**REQUIRED WORK:**
Everything in the data below is left aside except the lines from the one containing "assert_eq!(count(&pool, sql, course_id).await, 0);" through the one containing "further to do."; repeat those exactly.
-----
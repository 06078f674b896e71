//! Cascading deletes and the orphan-reconciliation sweep.
//!
//! A course owns its lectures, assignments and enrollments: deleting the
//! course must remove all three sets. Deleting a user removes the courses
//! they own (and each course's dependents) plus their own enrollments.
//! Submissions are deliberately not removed with their assignment.

use serde::Serialize;
use uuid::Uuid;

use super::DbPool;

/// Deletes a course and everything keyed by its `course_id`, in one
/// transaction: the course row first, then lectures, assignments and
/// enrollments.
pub async fn delete_course_with_dependents(
    pool: &DbPool,
    course_id: Uuid,
) -> Result<(), sqlx::Error> {
    let mut tx = pool.begin().await?;

    sqlx::query("DELETE FROM courses WHERE id = $1")
        .bind(course_id)
        .execute(&mut *tx)
        .await?;
    sqlx::query("DELETE FROM lectures WHERE course_id = $1")
        .bind(course_id)
        .execute(&mut *tx)
        .await?;
    sqlx::query("DELETE FROM assignments WHERE course_id = $1")
        .bind(course_id)
        .execute(&mut *tx)
        .await?;
    sqlx::query("DELETE FROM enrollments WHERE course_id = $1")
        .bind(course_id)
        .execute(&mut *tx)
        .await?;

    tx.commit().await
}

/// Deletes a user together with the courses they own, each such course's
/// lectures/assignments/enrollments, and the user's own enrollments.
/// Course dependents go first so the owned-course subquery still matches.
pub async fn delete_user_with_dependents(pool: &DbPool, user_id: Uuid) -> Result<(), sqlx::Error> {
    let mut tx = pool.begin().await?;

    sqlx::query(
        "DELETE FROM lectures WHERE course_id IN (SELECT id FROM courses WHERE instructor_id = $1)",
    )
    .bind(user_id)
    .execute(&mut *tx)
    .await?;
    sqlx::query(
        "DELETE FROM assignments WHERE course_id IN (SELECT id FROM courses WHERE instructor_id = $1)",
    )
    .bind(user_id)
    .execute(&mut *tx)
    .await?;
    sqlx::query(
        "DELETE FROM enrollments WHERE course_id IN (SELECT id FROM courses WHERE instructor_id = $1)",
    )
    .bind(user_id)
    .execute(&mut *tx)
    .await?;
    sqlx::query("DELETE FROM courses WHERE instructor_id = $1")
        .bind(user_id)
        .execute(&mut *tx)
        .await?;
    sqlx::query("DELETE FROM enrollments WHERE student_id = $1")
        .bind(user_id)
        .execute(&mut *tx)
        .await?;
    sqlx::query("DELETE FROM users WHERE id = $1")
        .bind(user_id)
        .execute(&mut *tx)
        .await?;

    tx.commit().await
}

/// Counts of orphaned rows removed by [`sweep_orphans`].
#[derive(Debug, Default, Serialize)]
pub struct SweepReport {
    pub lectures: u64,
    pub assignments: u64,
    pub enrollments: u64,
}

impl SweepReport {
    pub fn total(&self) -> u64 {
        self.lectures + self.assignments + self.enrollments
    }
}

/// Removes lectures, assignments and enrollments whose course no longer
/// exists. Idempotent; safe to re-run at any time. Runs at startup and via
/// the admin maintenance endpoint.
pub async fn sweep_orphans(pool: &DbPool) -> Result<SweepReport, sqlx::Error> {
    let lectures =
        sqlx::query("DELETE FROM lectures WHERE course_id NOT IN (SELECT id FROM courses)")
            .execute(pool)
            .await?
            .rows_affected();
    let assignments =
        sqlx::query("DELETE FROM assignments WHERE course_id NOT IN (SELECT id FROM courses)")
            .execute(pool)
            .await?
            .rows_affected();
    let enrollments =
        sqlx::query("DELETE FROM enrollments WHERE course_id NOT IN (SELECT id FROM courses)")
            .execute(pool)
            .await?
            .rows_affected();

    Ok(SweepReport {
        lectures,
        assignments,
        enrollments,
    })
}

#[cfg(test)]
mod tests {
    use super::*;
    use chrono::Utc;
    use sqlx::sqlite::SqlitePoolOptions;

    async fn pool() -> DbPool {
        let pool = SqlitePoolOptions::new()
            .max_connections(1)
            .connect("sqlite::memory:")
            .await
            .unwrap();
        crate::db::run_migrations(&pool).await.unwrap();
        pool
    }

    async fn insert_course(pool: &DbPool, course_id: Uuid) {
        sqlx::query(
            "INSERT INTO courses (id, title, description, instructor_id, instructor_name, thumbnail_url, created_at)
             VALUES ($1, $2, $3, $4, $5, '', $6)",
        )
        .bind(course_id)
        .bind("Algorithms")
        .bind("Sorting and searching")
        .bind(Uuid::new_v4())
        .bind("Ada")
        .bind(Utc::now())
        .execute(pool)
        .await
        .unwrap();
    }

    async fn insert_lecture(pool: &DbPool, course_id: Uuid) {
        sqlx::query(
            r#"INSERT INTO lectures (id, course_id, title, video_url, duration, "order", created_at)
               VALUES ($1, $2, 'Intro', 'https://v/1', 0, 1, $3)"#,
        )
        .bind(Uuid::new_v4())
        .bind(course_id)
        .bind(Utc::now())
        .execute(pool)
        .await
        .unwrap();
    }

    async fn count(pool: &DbPool, sql: &str, course_id: Uuid) -> i64 {
        sqlx::query_scalar(sql)
            .bind(course_id)
            .fetch_one(pool)
            .await
            .unwrap()
    }

    #[tokio::test]
    async fn course_cascade_removes_all_dependents() {
        let pool = pool().await;
        let course_id = Uuid::new_v4();
        insert_course(&pool, course_id).await;
        insert_lecture(&pool, course_id).await;
        insert_lecture(&pool, course_id).await;
        sqlx::query(
            "INSERT INTO assignments (id, course_id, title, description, file_url, due_date, created_at)
             VALUES ($1, $2, 'HW1', 'Do it', '', NULL, $3)",
        )
        .bind(Uuid::new_v4())
        .bind(course_id)
        .bind(Utc::now())
        .execute(&pool)
        .await
        .unwrap();
        sqlx::query(
            "INSERT INTO enrollments (id, student_id, course_id, enrolled_at) VALUES ($1, $2, $3, $4)",
        )
        .bind(Uuid::new_v4())
        .bind(Uuid::new_v4())
        .bind(course_id)
        .bind(Utc::now())
        .execute(&pool)
        .await
        .unwrap();

        delete_course_with_dependents(&pool, course_id).await.unwrap();

        for sql in [
            "SELECT COUNT(*) FROM courses WHERE id = $1",
            "SELECT COUNT(*) FROM lectures WHERE course_id = $1",
            "SELECT COUNT(*) FROM assignments WHERE course_id = $1",
            "SELECT COUNT(*) FROM enrollments WHERE course_id = $1",
        ] {
            assert_eq!(count(&pool, sql, course_id).await, 0);
        }
    }

    #[tokio::test]
    async fn sweep_removes_only_orphans() {
        let pool = pool().await;
        let live = Uuid::new_v4();
        let dead = Uuid::new_v4();
        insert_course(&pool, live).await;
        insert_lecture(&pool, live).await;
        // Orphan: lecture pointing at a course that was never created.
        insert_lecture(&pool, dead).await;

        let report = sweep_orphans(&pool).await.unwrap();
        assert_eq!(report.lectures, 1);
        assert_eq!(report.total(), 1);
        assert_eq!(
            count(&pool, "SELECT COUNT(*) FROM lectures WHERE course_id = $1", live).await,
            1
        );

        // Re-running finds nothing further to do.
        let report = sweep_orphans(&pool).await.unwrap();
        assert_eq!(report.total(), 0);
    }
}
-----
**WRITTEN ANSWER:**
            assert_eq!(count(&pool, sql, course_id).await, 0);
        }
    }

    #[tokio::test]
    async fn sweep_removes_only_orphans() {
        let pool = pool().await;
        let live = Uuid::new_v4();
        let dead = Uuid::new_v4();
        insert_course(&pool, live).await;
        insert_lecture(&pool, live).await;
        // Orphan: lecture pointing at a course that was never created.
        insert_lecture(&pool, dead).await;

        let report = sweep_orphans(&pool).await.unwrap();
        assert_eq!(report.lectures, 1);
        assert_eq!(report.total(), 1);
        assert_eq!(
            count(&pool, "SELECT COUNT(*) FROM lectures WHERE course_id = $1", live).await,
            1
        );

        // Re-running finds nothing further to do.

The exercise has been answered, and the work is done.